Output the entries underneath exactly as they are.

(Stored entries)
Start of Block

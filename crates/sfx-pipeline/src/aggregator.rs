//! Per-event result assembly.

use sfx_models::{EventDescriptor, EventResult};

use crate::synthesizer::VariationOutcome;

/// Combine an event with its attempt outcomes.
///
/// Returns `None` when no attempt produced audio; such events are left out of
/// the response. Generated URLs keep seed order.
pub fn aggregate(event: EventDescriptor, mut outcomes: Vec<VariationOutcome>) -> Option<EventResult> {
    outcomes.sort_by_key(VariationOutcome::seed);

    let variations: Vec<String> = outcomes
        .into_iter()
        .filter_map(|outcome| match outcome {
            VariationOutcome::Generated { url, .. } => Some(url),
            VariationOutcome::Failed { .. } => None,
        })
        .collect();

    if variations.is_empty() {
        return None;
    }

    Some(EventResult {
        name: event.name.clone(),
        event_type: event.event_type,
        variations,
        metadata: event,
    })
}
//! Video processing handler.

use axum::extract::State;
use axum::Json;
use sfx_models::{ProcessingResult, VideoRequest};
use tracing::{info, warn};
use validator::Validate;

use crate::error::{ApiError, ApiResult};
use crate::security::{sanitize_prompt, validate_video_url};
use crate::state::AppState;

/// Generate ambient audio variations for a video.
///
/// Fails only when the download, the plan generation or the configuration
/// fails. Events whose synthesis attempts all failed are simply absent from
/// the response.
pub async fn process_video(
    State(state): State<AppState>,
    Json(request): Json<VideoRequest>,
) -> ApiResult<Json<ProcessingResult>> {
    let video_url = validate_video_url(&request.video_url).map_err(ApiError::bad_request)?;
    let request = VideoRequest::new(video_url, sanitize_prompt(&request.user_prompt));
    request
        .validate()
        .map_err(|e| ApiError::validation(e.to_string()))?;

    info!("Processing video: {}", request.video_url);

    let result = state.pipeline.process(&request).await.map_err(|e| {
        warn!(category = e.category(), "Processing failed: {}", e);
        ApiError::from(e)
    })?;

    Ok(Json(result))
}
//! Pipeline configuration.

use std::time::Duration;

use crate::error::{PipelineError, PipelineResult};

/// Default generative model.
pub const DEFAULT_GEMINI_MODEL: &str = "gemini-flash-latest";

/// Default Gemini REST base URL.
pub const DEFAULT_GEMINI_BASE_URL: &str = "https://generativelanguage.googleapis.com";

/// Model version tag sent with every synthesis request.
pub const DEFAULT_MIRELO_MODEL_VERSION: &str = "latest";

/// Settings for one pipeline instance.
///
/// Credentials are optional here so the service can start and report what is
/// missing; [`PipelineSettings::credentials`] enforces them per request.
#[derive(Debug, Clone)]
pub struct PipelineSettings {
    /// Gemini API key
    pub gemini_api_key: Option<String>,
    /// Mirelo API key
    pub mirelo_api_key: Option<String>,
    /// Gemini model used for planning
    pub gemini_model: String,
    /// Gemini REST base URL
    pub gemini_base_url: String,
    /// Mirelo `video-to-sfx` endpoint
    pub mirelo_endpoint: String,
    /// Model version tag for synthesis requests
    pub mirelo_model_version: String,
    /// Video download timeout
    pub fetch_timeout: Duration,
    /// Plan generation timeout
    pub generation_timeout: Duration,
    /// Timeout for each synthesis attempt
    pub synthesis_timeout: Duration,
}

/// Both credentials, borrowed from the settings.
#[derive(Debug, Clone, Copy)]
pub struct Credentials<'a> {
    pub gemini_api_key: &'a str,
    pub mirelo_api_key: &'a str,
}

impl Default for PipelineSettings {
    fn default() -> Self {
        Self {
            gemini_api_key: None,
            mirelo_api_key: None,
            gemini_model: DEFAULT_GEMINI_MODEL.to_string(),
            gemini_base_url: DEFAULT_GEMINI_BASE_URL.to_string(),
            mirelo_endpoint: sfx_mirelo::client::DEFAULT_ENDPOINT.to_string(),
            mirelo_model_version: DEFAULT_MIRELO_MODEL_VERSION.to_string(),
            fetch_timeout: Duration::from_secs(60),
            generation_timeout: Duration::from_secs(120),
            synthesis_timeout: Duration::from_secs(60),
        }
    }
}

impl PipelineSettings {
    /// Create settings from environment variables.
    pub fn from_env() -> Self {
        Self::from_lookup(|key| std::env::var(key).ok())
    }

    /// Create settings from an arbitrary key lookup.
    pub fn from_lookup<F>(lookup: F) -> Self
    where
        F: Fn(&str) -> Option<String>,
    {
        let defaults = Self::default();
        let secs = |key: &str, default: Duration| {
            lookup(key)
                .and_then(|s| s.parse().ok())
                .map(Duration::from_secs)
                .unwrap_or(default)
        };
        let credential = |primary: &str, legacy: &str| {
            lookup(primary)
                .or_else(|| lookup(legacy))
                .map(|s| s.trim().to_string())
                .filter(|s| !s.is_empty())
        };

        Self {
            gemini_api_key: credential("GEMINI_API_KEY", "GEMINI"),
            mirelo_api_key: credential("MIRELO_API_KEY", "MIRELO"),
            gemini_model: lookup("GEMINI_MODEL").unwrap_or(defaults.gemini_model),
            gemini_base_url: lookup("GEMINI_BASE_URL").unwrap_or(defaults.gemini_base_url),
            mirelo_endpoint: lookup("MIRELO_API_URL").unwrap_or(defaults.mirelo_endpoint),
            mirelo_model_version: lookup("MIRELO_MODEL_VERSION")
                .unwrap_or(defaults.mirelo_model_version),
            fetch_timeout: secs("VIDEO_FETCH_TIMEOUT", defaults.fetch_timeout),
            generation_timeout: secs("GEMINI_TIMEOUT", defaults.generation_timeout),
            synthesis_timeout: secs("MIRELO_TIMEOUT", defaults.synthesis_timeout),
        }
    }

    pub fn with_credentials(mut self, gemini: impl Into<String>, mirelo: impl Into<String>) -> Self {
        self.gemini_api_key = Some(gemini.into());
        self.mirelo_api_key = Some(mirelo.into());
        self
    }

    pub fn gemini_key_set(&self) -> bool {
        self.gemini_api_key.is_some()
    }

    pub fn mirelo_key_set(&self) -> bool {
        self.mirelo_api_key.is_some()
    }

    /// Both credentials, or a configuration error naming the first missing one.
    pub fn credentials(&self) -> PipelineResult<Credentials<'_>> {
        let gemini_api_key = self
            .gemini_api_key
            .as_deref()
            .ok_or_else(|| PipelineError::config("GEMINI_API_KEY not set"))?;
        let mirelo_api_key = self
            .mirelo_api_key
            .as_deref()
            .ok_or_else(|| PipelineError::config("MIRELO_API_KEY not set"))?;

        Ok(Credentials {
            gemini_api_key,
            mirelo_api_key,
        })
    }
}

End of Block

» **Result of the task**:
filename crates/sfx-pipeline/src/aggregator.rs
//! Per-event result assembly.

use sfx_models::{EventDescriptor, EventResult};

use crate::synthesizer::VariationOutcome;

/// Combine an event with its attempt outcomes.
///
/// Returns `None` when no attempt produced audio; such events are left out of
/// the response. Generated URLs keep seed order.
pub fn aggregate(event: EventDescriptor, mut outcomes: Vec<VariationOutcome>) -> Option<EventResult> {
    outcomes.sort_by_key(VariationOutcome::seed);

    let variations: Vec<String> = outcomes
        .into_iter()
        .filter_map(|outcome| match outcome {
            VariationOutcome::Generated { url, .. } => Some(url),
            VariationOutcome::Failed { .. } => None,
        })
        .collect();

    if variations.is_empty() {
        return None;
    }

    Some(EventResult {
        name: event.name.clone(),
        event_type: event.event_type,
        variations,
        metadata: event,
    })
}
//! Video processing handler.

use axum::extract::State;
use axum::Json;
use sfx_models::{ProcessingResult, VideoRequest};
use tracing::{info, warn};
use validator::Validate;

use crate::error::{ApiError, ApiResult};
use crate::security::{sanitize_prompt, validate_video_url};
use crate::state::AppState;

/// Generate ambient audio variations for a video.
///
/// Fails only when the download, the plan generation or the configuration
/// fails. Events whose synthesis attempts all failed are simply absent from
/// the response.
pub async fn process_video(
    State(state): State<AppState>,
    Json(request): Json<VideoRequest>,
) -> ApiResult<Json<ProcessingResult>> {
    let video_url = validate_video_url(&request.video_url).map_err(ApiError::bad_request)?;
    let request = VideoRequest::new(video_url, sanitize_prompt(&request.user_prompt));
    request
        .validate()
        .map_err(|e| ApiError::validation(e.to_string()))?;

    info!("Processing video: {}", request.video_url);

    let result = state.pipeline.process(&request).await.map_err(|e| {
        warn!(category = e.category(), "Processing failed: {}", e);
        ApiError::from(e)
    })?;

    Ok(Json(result))
}
//! Pipeline configuration.

use std::time::Duration;

use crate::error::{PipelineError, PipelineResult};

/// Default generative model.
pub const DEFAULT_GEMINI_MODEL: &str = "gemini-flash-latest";

/// Default Gemini REST base URL.
pub const DEFAULT_GEMINI_BASE_URL: &str = "https://generativelanguage.googleapis.com";

/// Model version tag sent with every synthesis request.
pub const DEFAULT_MIRELO_MODEL_VERSION: &str = "latest";

/// Settings for one pipeline instance.
///
/// Credentials are optional here so the service can start and report what is
/// missing; [`PipelineSettings::credentials`] enforces them per request.
#[derive(Debug, Clone)]
pub struct PipelineSettings {
    /// Gemini API key
    pub gemini_api_key: Option<String>,
    /// Mirelo API key
    pub mirelo_api_key: Option<String>,
    /// Gemini model used for planning
    pub gemini_model: String,
    /// Gemini REST base URL
    pub gemini_base_url: String,
    /// Mirelo `video-to-sfx` endpoint
    pub mirelo_endpoint: String,
    /// Model version tag for synthesis requests
    pub mirelo_model_version: String,
    /// Video download timeout
    pub fetch_timeout: Duration,
    /// Plan generation timeout
    pub generation_timeout: Duration,
    /// Timeout for each synthesis attempt
    pub synthesis_timeout: Duration,
}

/// Both credentials, borrowed from the settings.
#[derive(Debug, Clone, Copy)]
pub struct Credentials<'a> {
    pub gemini_api_key: &'a str,
    pub mirelo_api_key: &'a str,
}

impl Default for PipelineSettings {
    fn default() -> Self {
        Self {
            gemini_api_key: None,
            mirelo_api_key: None,
            gemini_model: DEFAULT_GEMINI_MODEL.to_string(),
            gemini_base_url: DEFAULT_GEMINI_BASE_URL.to_string(),
            mirelo_endpoint: sfx_mirelo::client::DEFAULT_ENDPOINT.to_string(),
            mirelo_model_version: DEFAULT_MIRELO_MODEL_VERSION.to_string(),
            fetch_timeout: Duration::from_secs(60),
            generation_timeout: Duration::from_secs(120),
            synthesis_timeout: Duration::from_secs(60),
        }
    }
}

impl PipelineSettings {
    /// Create settings from environment variables.
    pub fn from_env() -> Self {
        Self::from_lookup(|key| std::env::var(key).ok())
    }

    /// Create settings from an arbitrary key lookup.
    pub fn from_lookup<F>(lookup: F) -> Self
    where
        F: Fn(&str) -> Option<String>,
    {
        let defaults = Self::default();
        let secs = |key: &str, default: Duration| {
            lookup(key)
                .and_then(|s| s.parse().ok())
                .map(Duration::from_secs)
                .unwrap_or(default)
        };
        let credential = |primary: &str, legacy: &str| {
            lookup(primary)
                .or_else(|| lookup(legacy))
                .map(|s| s.trim().to_string())
                .filter(|s| !s.is_empty())
        };

        Self {
            gemini_api_key: credential("GEMINI_API_KEY", "GEMINI"),
            mirelo_api_key: credential("MIRELO_API_KEY", "MIRELO"),
            gemini_model: lookup("GEMINI_MODEL").unwrap_or(defaults.gemini_model),
            gemini_base_url: lookup("GEMINI_BASE_URL").unwrap_or(defaults.gemini_base_url),
            mirelo_endpoint: lookup("MIRELO_API_URL").unwrap_or(defaults.mirelo_endpoint),
            mirelo_model_version: lookup("MIRELO_MODEL_VERSION")
                .unwrap_or(defaults.mirelo_model_version),
            fetch_timeout: secs("VIDEO_FETCH_TIMEOUT", defaults.fetch_timeout),
            generation_timeout: secs("GEMINI_TIMEOUT", defaults.generation_timeout),
            synthesis_timeout: secs("MIRELO_TIMEOUT", defaults.synthesis_timeout),
        }
    }

    pub fn with_credentials(mut self, gemini: impl Into<String>, mirelo: impl Into<String>) -> Self {
        self.gemini_api_key = Some(gemini.into());
        self.mirelo_api_key = Some(mirelo.into());
        self
    }

    pub fn gemini_key_set(&self) -> bool {
        self.gemini_api_key.is_some()
    }

    pub fn mirelo_key_set(&self) -> bool {
        self.mirelo_api_key.is_some()
    }

    /// Both credentials, or a configuration error naming the first missing one.
    pub fn credentials(&self) -> PipelineResult<Credentials<'_>> {
        let gemini_api_key = self
            .gemini_api_key
            .as_deref()
            .ok_or_else(|| PipelineError::config("GEMINI_API_KEY not set"))?;
        let mirelo_api_key = self
            .mirelo_api_key
            .as_deref()
            .ok_or_else(|| PipelineError::config("MIRELO_API_KEY not set"))?;

        Ok(Credentials {
            gemini_api_key,
            mirelo_api_key,
        })
    }
}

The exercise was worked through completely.